PERSONAL: Born November 19, 1949, in Brooklyn, NY; daughter of Kurt and Beatrice (Brenner) Gutmann; married Michael W. Doyle (a professor), May 30, 1976; children: Abigail Gutmann Doyle. Education: Harvard University, B.A. (magna cum laude), 1971, Ph.D., 1976; London School of Economics and Political Science, London, M.S., 1972.

ADDRESSES: Home—979 Stuart Rd., Princeton, NJ 08540. Office—3 Nassau Hall, Princeton University, Princeton, NJ 08544. E-mail—agutmann@wws. princeton.edu.

CAREER: Princeton University, Princeton, NJ, assistant professor, 1976-81, associate professor, 1981-86, professor of politics, 1987—, Andrew W. Mellon Professorship, 1987-90, Laurance S. Rockefeller University Professor of Politics and the University Center for Human Values, 1990—, director of graduate studies in politics, 1986-88, director of Program in Political Philosophy, 1987-90, director of Program in Ethics and Public Affairs, 1990-95, 1997—, director of University Center for Human Values, 1990-95, 1998—, dean of faculty, 1995-97, academic advisor to the president, 1997-98, provost, 2001—. Visitor at Institute for Advanced Study, Princeton University, 1981-82; visiting Rockefeller Faculty Fellow at Center for Philosophy and Public Policy, University of Maryland, 1984-85; visiting professor at Kennedy School of Government, Harvard University, 1988-89, participant in Saguaro Seminar, 1996-2000, member of advisory council, 1996—. Hastings Center, Institute of Society, Ethics, and the Life Sciences, fellow, 1982—, vice-president, 1986. Burkhardt Lecturer, Ball State University, 1991; Tanner Lecturer, Stanford University, 1994-95; Patten Lecturer, Indiana University—Bloomington, 1995. Member of board and executive committee, Center for Advanced Study in the Behavioral Sciences, Stanford, CA, 1998—. Lecturer at colleges and universities, including Arizona State University, Rice University, Santa Clara University, Rutgers University, and Brown University.

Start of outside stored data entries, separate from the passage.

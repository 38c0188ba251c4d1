//! Delegate proxy
//!
//! Same surface as `LogEngine`, but owns no store: requests are sent to a
//! background router and the `downloadLog` reply is turned into a download
//! on this side.

use std::sync::Arc;

use async_trait::async_trait;
use parking_lot::Mutex;
use serde_json::Value;
use tokio::sync::mpsc;
use tokio::task::JoinHandle;

use super::protocol::{LogRequest, ReplyData, WorkerMessage, WorkerReply};
use super::router::{BackgroundRouter, WorkerHandle};
use crate::config::LoggerConfig;
use crate::download::{DownloadSink, DEFAULT_FILENAME};
use crate::logger::Logger;
use crate::middleware::{MiddlewareFn, MiddlewareId, MiddlewarePipeline};
use crate::types::{LogLevel, LoggerError, LoggerResult};

/// Forwards logging operations to a background engine replica
pub struct DelegateLogger {
    requests: mpsc::UnboundedSender<WorkerMessage>,
    /// Runs on this side before the payload is posted
    middleware: MiddlewarePipeline,
    /// File name used for the next `downloadLog` reply
    filename: Arc<Mutex<String>>,
    worker: JoinHandle<()>,
    receiver: JoinHandle<()>,
}

impl DelegateLogger {
    /// Spawn a background router and attach to it.
    ///
    /// Must be called from within a Tokio runtime: the router and the
    /// reply handler are started with `tokio::spawn`, which panics otherwise.
    pub fn spawn(config: &LoggerConfig, download: Arc<dyn DownloadSink>) -> LoggerResult<Self> {
        Self::attach(config, BackgroundRouter::spawn(), download)
    }

    /// Attach to a running router: post `init` with the closure-free
    /// config and start handling replies.
    ///
    /// Must be called from within a Tokio runtime; the reply handler is
    /// started with `tokio::spawn`.
    pub fn attach(
        config: &LoggerConfig,
        worker: WorkerHandle,
        download: Arc<dyn DownloadSink>,
    ) -> LoggerResult<Self> {
        let WorkerHandle {
            requests,
            replies,
            task,
        } = worker;

        requests
            .send(WorkerMessage::Init(config.to_wire()))
            .map_err(|_| LoggerError::ChannelClosed)?;

        let filename = Arc::new(Mutex::new(DEFAULT_FILENAME.to_string()));
        let receiver = tokio::spawn(handle_replies(replies, Arc::clone(&filename), download));

        Ok(Self {
            requests,
            middleware: MiddlewarePipeline::new(),
            filename,
            worker: task,
            receiver,
        })
    }

    fn post(&self, message: WorkerMessage) -> LoggerResult<()> {
        self.requests
            .send(message)
            .map_err(|_| LoggerError::ChannelClosed)
    }

    /// Run local middleware and post a `log` request
    pub fn write(&self, payload: Value, level: LogLevel, label: &str) -> LoggerResult<()> {
        let data = self.middleware.run(payload)?;
        self.post(WorkerMessage::Log(LogRequest {
            data,
            level,
            label: label.to_string(),
        }))
    }

    pub fn register_middleware(&self, transform: MiddlewareFn) -> MiddlewareId {
        self.middleware.append(transform)
    }

    pub fn remove_middleware(&self, id: MiddlewareId) -> bool {
        self.middleware.remove(id)
    }

    /// Request an export; the download happens when the reply arrives.
    ///
    /// `filename` replaces the remembered name when given.
    pub fn download(&self, filename: Option<&str>) -> LoggerResult<()> {
        if let Some(name) = filename {
            *self.filename.lock() = name.to_string();
        }
        self.post(WorkerMessage::DownloadLog)
    }

    /// Ask the background engine to clear its store
    pub fn destroy(&self) -> LoggerResult<()> {
        self.post(WorkerMessage::Destroy)
    }

    /// Stop accepting requests, let the router drain its queue, and wait
    /// until every pending reply has been handled.
    pub async fn close(self) -> LoggerResult<()> {
        let Self {
            requests,
            worker,
            receiver,
            ..
        } = self;

        drop(requests);
        worker.await?;
        receiver.await?;
        Ok(())
    }
}

/// Reply loop: only an artifact payload triggers a download
async fn handle_replies(
    mut replies: mpsc::UnboundedReceiver<WorkerReply>,
    filename: Arc<Mutex<String>>,
    download: Arc<dyn DownloadSink>,
) {
    while let Some(reply) = replies.recv().await {
        match reply {
            WorkerReply::DownloadLog(ReplyData::Artifact(artifact)) => {
                let name = filename.lock().clone();
                if let Err(e) = download.save(&artifact, &name).await {
                    tracing::error!(filename = %name, error = %e, "log download failed");
                }
            }
            WorkerReply::DownloadLog(ReplyData::Other(data)) => {
                tracing::error!(%data, "downloadLog reply is not an export artifact");
            }
        }
    }
}

#[async_trait]
impl Logger for DelegateLogger {
    async fn write(&self, payload: Value, level: LogLevel, label: &str) -> LoggerResult<()> {
        DelegateLogger::write(self, payload, level, label)
    }

    fn register_middleware(&self, transform: MiddlewareFn) -> MiddlewareId {
        DelegateLogger::register_middleware(self, transform)
    }

    fn remove_middleware(&self, id: MiddlewareId) -> bool {
        DelegateLogger::remove_middleware(self, id)
    }

    async fn download(&self, filename: &str) -> LoggerResult<()> {
        DelegateLogger::download(self, Some(filename))
    }

    async fn destroy(&self) -> LoggerResult<()> {
        DelegateLogger::destroy(self)
    }
}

Project on the Federal Social Role, director of Democracy and the Welfare State, 1985-86. Member of Twentieth-Century Fund Task Force on the Presidential Appointment Process, 1996; member of Penn National Commission on Society, Culture, and Community, 1996-2000; member of senior advisory panel, National Commission on Civic Renewal, 1996-2000. Member of board of trustees, Rockefeller College, 1982—, and Princeton University Press, 1996—; member of board of directors, Center for Policy Research in Education, 1985-88, and Salzburg Seminar, 1987-90. Consultant to President's Commission on Ethical Issues in Health Care, 1979-80, National Conference on Social Welfare, 1984-85, Schumann Foundation, 1996, Spencer Foundation, and Mellon Foundation Sawyer Seminar Selection Committee, 1996—.

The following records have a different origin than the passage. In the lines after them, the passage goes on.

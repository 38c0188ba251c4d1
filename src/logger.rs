//! Logger surface shared by both execution modes
//!
//! `LogEngine` runs the pipeline in-context; `DelegateLogger` forwards the
//! same calls to an engine owned by a background router. Callers that do
//! not care which one they hold use `Arc<dyn Logger>`.

use std::sync::Arc;

use async_trait::async_trait;
use serde_json::Value;

use crate::config::LoggerConfig;
use crate::download::DownloadSink;
use crate::engine::LogEngine;
use crate::middleware::{MiddlewareFn, MiddlewareId};
use crate::types::{LogLevel, LoggerResult};
use crate::worker::DelegateLogger;

/// Write/export/destroy surface of a logging engine
#[async_trait]
pub trait Logger: Send + Sync {
    /// Persist `payload` at `level` under `label`
    async fn write(&self, payload: Value, level: LogLevel, label: &str) -> LoggerResult<()>;

    /// Register a transform for future writes (last-registered runs first)
    fn register_middleware(&self, transform: MiddlewareFn) -> MiddlewareId;

    fn remove_middleware(&self, id: MiddlewareId) -> bool;

    /// Export the store and hand it to the download collaborator
    async fn download(&self, filename: &str) -> LoggerResult<()>;

    /// Clear the store
    async fn destroy(&self) -> LoggerResult<()>;

    async fn info(&self, data: Value, tag: &str) -> LoggerResult<()> {
        self.write(data, LogLevel::Info, tag).await
    }

    async fn error(&self, data: Value, tag: &str) -> LoggerResult<()> {
        self.write(data, LogLevel::Error, tag).await
    }

    async fn trace(&self, data: Value, tag: &str) -> LoggerResult<()> {
        self.write(data, LogLevel::Trace, tag).await
    }

    async fn fatal(&self, data: Value, tag: &str) -> LoggerResult<()> {
        self.write(data, LogLevel::Fatal, tag).await
    }

    async fn debug(&self, data: Value, tag: &str) -> LoggerResult<()> {
        self.write(data, LogLevel::Debug, tag).await
    }

    async fn warn(&self, data: Value, tag: &str) -> LoggerResult<()> {
        self.write(data, LogLevel::Warn, tag).await
    }
}

#[async_trait]
impl Logger for LogEngine {
    async fn write(&self, payload: Value, level: LogLevel, label: &str) -> LoggerResult<()> {
        LogEngine::write(self, payload, level, label).await
    }

    fn register_middleware(&self, transform: MiddlewareFn) -> MiddlewareId {
        LogEngine::register_middleware(self, transform)
    }

    fn remove_middleware(&self, id: MiddlewareId) -> bool {
        LogEngine::remove_middleware(self, id)
    }

    async fn download(&self, filename: &str) -> LoggerResult<()> {
        self.trigger_download(filename).await
    }

    async fn destroy(&self) -> LoggerResult<()> {
        LogEngine::destroy(self).await
    }
}

/// Where the pipeline executes
#[derive(Debug, Clone, Copy, PartialEq, Eq, Default)]
pub enum ExecutionMode {
    /// Engine runs in the calling context
    #[default]
    InContext,
    /// Engine runs in a background task behind a `DelegateLogger`
    Background,
}

/// Build a logger for `mode`.
///
/// `Background` spawns the router with `tokio::spawn` and must be called
/// from within a Tokio runtime.
pub fn create_logger(
    config: LoggerConfig,
    mode: ExecutionMode,
    download: Arc<dyn DownloadSink>,
) -> LoggerResult<Arc<dyn Logger>> {
    match mode {
        ExecutionMode::InContext => Ok(Arc::new(LogEngine::with_sink(config, download)?)),
        ExecutionMode::Background => Ok(Arc::new(DelegateLogger::spawn(&config, download)?)),
    }
}

#[cfg(test)]
mod tests {
    use super::*;
    use crate::config::KeyPolicy;
    use crate::download::MemoryDownload;
    use serde_json::json;

    #[tokio::test]
    async fn test_shorthands_set_level() {
        let sink = Arc::new(MemoryDownload::new());
        let engine = LogEngine::with_sink(LoggerConfig::new().with_key(KeyPolicy::Number), sink).unwrap();
        let logger: &dyn Logger = &engine;

        logger.trace(json!("t"), "LOG").await.unwrap();
        logger.debug(json!("d"), "LOG").await.unwrap();
        logger.info(json!("i"), "LOG").await.unwrap();
        logger.warn(json!("w"), "LOG").await.unwrap();
        logger.error(json!("e"), "LOG").await.unwrap();
        logger.fatal(json!("f"), "LOG").await.unwrap();

        let mut levels = Vec::new();
        engine
            .store()
            .iterate_all(|record, _, _| levels.push(record.level.code()))
            .unwrap();
        assert_eq!(levels, vec!['T', 'D', 'I', 'W', 'E', 'F']);
    }

    #[tokio::test]
    async fn test_create_in_context_logger() {
        let sink = Arc::new(MemoryDownload::new());
        let logger = create_logger(LoggerConfig::new(), ExecutionMode::InContext, sink.clone()).unwrap();

        logger.info(json!("hello"), "LOG").await.unwrap();
        logger.download("app.log").await.unwrap();

        assert_eq!(sink.count(), 1);
        assert!(sink.saved()[0].1.text().contains("[I] 0 [LOG] - hello"));
    }
}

MEMBER: American Academy of Arts and Sciences, American Academy of Political and Social Science, American Political Science Association (chairperson, Leo Strauss Award Committee, 1984-85), American Society for Political and Legal Philosophy (vice president, 1989-92; president, 2001-04), Association of Practical and Professional Ethics (founding member; member of executive committee, 1990—), American Council of Education, Whig-Cliosophic Society (chair of board of trustees, 1985-88), Paris Group for Philosophy and Social Science.

AWARDS, HONORS: Fellow, Danforth Foundation, 1973-76, National Endowment for the Humanities, 1977, and American Council of Learned Societies, 1978-79; LL.D., Kalamazoo College, 1992; McCosh Faculty Fellowship, Princeton University, 1993-94; Spencer Foundation Senior Scholar and Mentor grants, 1995-2004; Ralph J. Bunche Award, American Political Science Association, and Book Award, North American Society for Social Philosophy, both 1997, for Color Conscious: The Political Morality of Race; Kenneth Robinson Fellowship, University of Hong Kong, 1998-99; Gustavus Myers Center for the Study of Human Rights in North America Award, 1997; Bertram Mott Award "in recognition of outstanding achievement towards advancing the goals of higher education" from American Association of University Professors, 1998; President's Distinguished Teaching Award, Princeton University, 2000.

WRITINGS:

Liberal Equality, Cambridge University Press (New York, NY), 1980.

Democratic Education, Princeton University Press (Princeton, NJ), 1987, new expanded edition, 1999.

(With Anthony Appiah) Color Conscious: The Political Morality of Race, Princeton University Press (Princeton, NJ), 1996.

(With Dennis Thompson) Democracy and Disagreement, Belknap Press (Cambridge, MA), 1996.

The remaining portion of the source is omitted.